Den größten Applaus bei ihrer Bewerbungsrede erntete EU-Kommissionspräsidentin Ursula von der Leyen, als sie – ohne den Namen zu nennen – den ungarischen Ministerpräsidenten Viktor Orbán für seine Reise nach Moskau scharf kritisierte. „Diese sogenannte Friedensmission war eine reine Appeasementmission“ (Beschwichtigungsmission), sagte sie und bekam Protest-Rufe von den Rechten, aber stehende Ovationen vom Rest des Plenarsaals.
Von der Leyen sprach auch einen weiteren Konfliktherd an und rief zu einer sofortigen und dauerhaften Waffenruhe für den Gaza-Streifen auf. „Das Blutvergießen in Gaza muss jetzt stoppen. Zu viele Kinder, Frauen und Zivilisten haben ihr Leben verloren.“ Sie forderte außerdem die Freilassung sämtlicher israelischer Geiseln.
Tagelange Verhandlungen, Gespräche unter vier Augen
Tagelang hatte die alte und neue EU-Kommissionspräsidentin mit den Fraktionen und Delegationsleitern im EU-Parlament verhandelt, meistens in Gesprächen unter vier Augen. Es war klar, dass sie auf Stimmen aus den Reihen ihrer eigenen EVP, von Sozialdemokraten, Grünen und Liberalen hoffen durfte. Doch die Wahl ist geheim, die Zahl der Abweichler war die große Unbekannte.
Am frühen Morgen hatte von der Leyen die Schwerpunkte für die kommenden fünf Jahre in Leitlinien vorgelegt. Der Asyl- und Migrationspakt soll umgesetzt und die Außengrenzen der EU gestärkt werden. Ein neuer Ansatz soll mehr Rückführungen ermöglichen. Sie kündigte zudem an, die Mitarbeiterzahl der EU-Grenzagentur Frontex auf 30.000 zu erhöhen.
Zugeständnis an Sozialdemokraten
Für die Grenzsicherheit sei zudem „überaus wichtig, einen vollständigen und voll funktionierenden Schengenraum sicherzustellen“. Bulgarien und Rumänien seien „bereit und sollten alle Vorteile des Schengenraums genießen“. Ein Hinweis an Österreich, das die volle Aufnahme der beiden Länder in den Schengenraum derzeit blockiert.

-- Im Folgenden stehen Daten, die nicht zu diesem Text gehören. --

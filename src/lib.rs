//! ria-harvest: a crawl and extraction engine for paginated car listings
//!
//! This crate walks the listing pages of a used-car marketplace, follows each
//! detail link, extracts a typed record per advertisement and persists the
//! records that were not seen before.

pub mod config;
pub mod crawler;
pub mod extract;
pub mod output;
pub mod state;
pub mod storage;
pub mod url;

use thiserror::Error;

/// Main error type for crawl operations
#[derive(Debug, Error)]
pub enum CrawlError {
    #[error("Configuration error: {0}")]
    Config(#[from] ConfigError),

    #[error("Page {url} stayed blocked after {attempts} attempts")]
    Blocked { url: String, attempts: u32 },

    #[error("Giving up on {url} after {attempts} attempts")]
    FetchExhausted { url: String, attempts: u32 },

    #[error("Browser error: {0}")]
    Browser(String),

    #[error("HTTP client error: {0}")]
    Reqwest(#[from] reqwest::Error),

    #[error("Database error: {0}")]
    Database(#[from] rusqlite::Error),

    #[error("Storage error: {0}")]
    Storage(#[from] storage::StorageError),

    #[error("URL error: {0}")]
    UrlError(#[from] UrlError),

    #[error("URL parse error: {0}")]
    UrlParse(#[from] ::url::ParseError),

    #[error("Invalid state transition: {from:?} -> {to:?}")]
    InvalidTransition {
        from: state::CrawlPhase,
        to: state::CrawlPhase,
    },

    #[error("IO error: {0}")]
    Io(#[from] std::io::Error),
}

impl From<chromiumoxide::error::CdpError> for CrawlError {
    fn from(err: chromiumoxide::error::CdpError) -> Self {
        CrawlError::Browser(err.to_string())
    }
}

/// Configuration-specific errors
#[derive(Debug, Error)]
pub enum ConfigError {
    #[error("Failed to read config file: {0}")]
    Io(#[from] std::io::Error),

    #[error("Failed to parse TOML: {0}")]
    Parse(#[from] toml::de::Error),

    #[error("Validation error: {0}")]
    Validation(String),

    #[error("Invalid URL in config: {0}")]
    InvalidUrl(String),
}

/// URL-specific errors
#[derive(Debug, Error)]
pub enum UrlError {
    #[error("Failed to parse URL: {0}")]
    Parse(String),

    #[error("Invalid URL scheme: {0}")]
    InvalidScheme(String),

    #[error("Missing host in URL")]
    MissingHost,
}

/// Result type alias for crawl operations
pub type Result<T> = std::result::Result<T, CrawlError>;

/// Result type alias for configuration operations
pub type ConfigResult<T> = std::result::Result<T, ConfigError>;

/// Result type alias for URL operations
pub type UrlResult<T> = std::result::Result<T, UrlError>;

// Re-export commonly used types
pub use config::{Config, CrawlConfig};
pub use crawler::{run_crawl, CrawlReport};
pub use state::CrawlPhase;
pub use storage::CarRecord;
pub use url::{canonicalize, is_detail_url, resolve};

Von der Leyen kündigte in ihrer Rede weiters einen eigenen EU-Kommissar an, der sich mit dem Thema leistbaren Wohnen beschäftigen soll, ein Zugeständnis an die sozialdemokratische S&D-Fraktion. Die vorgestellten Leitlinien betonen auch die Bedeutung der Erweiterung: „In einer Welt der Großmächte verleiht eine größere und stärkere Union uns mehr geopolitisches Gewicht und Einfluss auf der Weltbühne.“ Jeder Kandidat müsse jedoch die entsprechenden Voraussetzungen erfüllen, bevor er beitreten dürfe.
E-Fuels: „Technologieneutraler Zugang“, Vorschläge für Landwirtschaft
Die Präsidentin will ihren Green Deal für den Klimaschutz stärken, indem sie eine Regelung zur beschleunigten Dekarbonisierung der Industrie vorlegen will. Im Streit um das Verbrenner-Aus verspricht von der Leyen einen Vorstoß für Ausnahmen für sogenannte E-Fuels, vor Journalisten konkretisierte sie das später: Die Industrie brauche Planungssicherheit und einen „technologieneutralen“ Zugang, die E-Fuels müssten „für eine gezielte Anwendung eine Rolle spielen“. Eine „echte Energieunion“ soll die Energierechnungen weiter senken.
Für die Landwirtschaft sind Vorschläge geplant, um mit den Folgen des Klimawandels umzugehen. Weiters solle die Position der Bauern in der Lebensmittellieferkette gestärkt werden. „Niemand sollte gezwungen sein, gute Lebensmittel unter Produktionskosten zu verkaufen“, betont die Kommissionspräsidentin.
Eigener Kommissar für Verteidigungsindustrie
Die Verteidigungsindustrie der EU soll mit einem eigenen Kommissar und mehr Geld gestärkt werden. Von der Leyen will eine „Verteidigungsindustrie“ aufbauen und in den ersten 100 Tagen ihres Mandats ein Weißbuch zur Zukunft der Verteidigung vorlegen. Zudem will sie eine neue europäische Strategie für die innere Sicherheit vorschlagen, um Kriminalität zu bekämpfen. In dem Kontext versprach sie die Zahl, der Europol-Mitarbeiter zu verdoppeln.